The collaboration between police and financial institutions is worth watching. If investigators successfully map out how crypto flowed through Korean bank accounts or local exchanges into Polymarket positions, that methodology could become a template for future enforcement. Other regulators in the region have been watching how Korea handles crypto-adjacent gambling cases, and a successful prosecution here could encourage similar probes elsewhere.
The investigation is still early. Evidence is still being gathered. No charges have been filed publicly, no court dates set, no names released. Authorities are being cautious about what they say, which is standard practice at this stage.
What’s clear is that Korean law enforcement has decided prediction markets using crypto aren’t a legal gray area — they’re illegal gambling, and they’re treating them accordingly. Whether that position holds up if the case goes to court is a different question entirely.

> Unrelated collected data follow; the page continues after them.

// SPDX-License-Identifier: BUSL-1.1
// Copyright (c) 2026 Alfred Jean LLC

use super::*;
use crate::token::{FileStorage, KeyValueStore, MemoryStorage};

#[test]
fn save_makes_both_tokens_readable_and_announces_login() {
    let store = TokenStore::in_memory();
    let mut rx = store.subscribe();

    store.save("A1", "R1");

    assert_eq!(store.access_token().as_deref(), Some("A1"));
    assert_eq!(store.refresh_token().as_deref(), Some("R1"));
    assert!(store.is_logged_in());
    assert_eq!(
        store.tokens(),
        Some(TokenPair { access_token: "A1".into(), refresh_token: "R1".into() })
    );
    assert_eq!(rx.try_recv().ok(), Some(AuthTokenChanged { has_token: true }));
}

#[test]
fn clear_removes_both_tokens_and_announces_logout() {
    let store = TokenStore::in_memory();
    store.save("A1", "R1");
    let mut rx = store.subscribe();

    store.clear();

    assert_eq!(store.access_token(), None);
    assert_eq!(store.refresh_token(), None);
    assert!(!store.is_logged_in());
    assert_eq!(store.tokens(), None);
    assert_eq!(rx.try_recv().ok(), Some(AuthTokenChanged { has_token: false }));
}

#[test]
fn save_overwrites_unconditionally() {
    let store = TokenStore::in_memory();
    store.save("A1", "R1");
    store.save("A2", "R2");
    assert_eq!(store.access_token().as_deref(), Some("A2"));
    assert_eq!(store.refresh_token().as_deref(), Some("R2"));
}

#[test]
fn never_set_reads_as_absent() {
    let store = TokenStore::in_memory();
    assert_eq!(store.access_token(), None);
    assert_eq!(store.refresh_token(), None);
    assert!(!store.is_logged_in());
}

#[test]
fn every_save_and_clear_is_broadcast_in_order() {
    let store = TokenStore::in_memory();
    let mut rx = store.subscribe();

    store.save("A1", "R1");
    store.save("A2", "R2");
    store.clear();

    let seen: Vec<bool> = std::iter::from_fn(|| rx.try_recv().ok()).map(|e| e.has_token).collect();
    assert_eq!(seen, vec![true, true, false]);
}

#[test]
fn save_without_listeners_is_fine() {
    let store = TokenStore::in_memory();
    store.save("A1", "R1");
    store.clear();
    assert!(!store.is_logged_in());
}

#[test]
fn file_backed_store_restores_session() -> anyhow::Result<()> {
    let dir = tempfile::tempdir()?;
    let path = dir.path().join("tokens.json");

    TokenStore::new(FileStorage::open(&path)).save("A1", "R1");

    let restored = TokenStore::new(FileStorage::open(&path));
    assert_eq!(restored.access_token().as_deref(), Some("A1"));
    assert_eq!(restored.refresh_token().as_deref(), Some("R1"));
    Ok(())
}

/// Records each storage call so tests can see how writes are grouped.
#[derive(Default)]
struct RecordingStorage {
    inner: MemoryStorage,
    calls: parking_lot::Mutex<Vec<String>>,
}

impl KeyValueStore for std::sync::Arc<RecordingStorage> {
    fn get(&self, key: &str) -> Option<String> {
        self.inner.get(key)
    }
    fn set(&self, key: &str, value: &str) {
        self.calls.lock().push(format!("set {key}"));
        self.inner.set(key, value);
    }
    fn remove(&self, key: &str) {
        self.calls.lock().push(format!("remove {key}"));
        self.inner.remove(key);
    }
    fn set_many(&self, entries: &[(&str, &str)]) {
        self.calls.lock().push(format!("set_many {}", entries.len()));
        for (key, value) in entries {
            self.inner.set(key, value);
        }
    }
    fn remove_many(&self, keys: &[&str]) {
        self.calls.lock().push(format!("remove_many {}", keys.len()));
        for key in keys {
            self.inner.remove(key);
        }
    }
}

#[test]
fn save_and_clear_write_the_pair_in_one_update() {
    let storage = std::sync::Arc::new(RecordingStorage::default());
    let store = TokenStore::new(std::sync::Arc::clone(&storage));

    store.save("A1", "R1");
    store.clear();

    assert_eq!(*storage.calls.lock(), vec!["set_many 2".to_owned(), "remove_many 2".to_owned()]);
}

#[test]
fn file_backed_stores_share_logout_and_rotation() -> anyhow::Result<()> {
    let dir = tempfile::tempdir()?;
    let path = dir.path().join("tokens.json");
    let watcher = TokenStore::new(FileStorage::open(&path));
    let other = TokenStore::new(FileStorage::open(&path));

    watcher.save("A1", "R1");
    other.save("A2", "R2");
    assert_eq!(watcher.tokens(), other.tokens());
    assert_eq!(watcher.refresh_token().as_deref(), Some("R2"));

    other.clear();
    assert!(!watcher.is_logged_in());
    assert_eq!(watcher.refresh_token(), None);
    Ok(())
}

Police are still gathering evidence and tracking cross-border connections.
Frequently Asked Questions
What is Polymarket being investigated for in South Korea?
South Korean police are investigating residents who used Polymarket to bet on election outcomes, which is considered illegal gambling under Korean law. It’s the first such investigation in the country.
Are authorities targeting Polymarket itself or its users?
The current investigation focuses on South Korean users, not the platform directly, though authorities are expected to scrutinize what compliance measures Polymarket has in place to prevent access from restricted jurisdictions.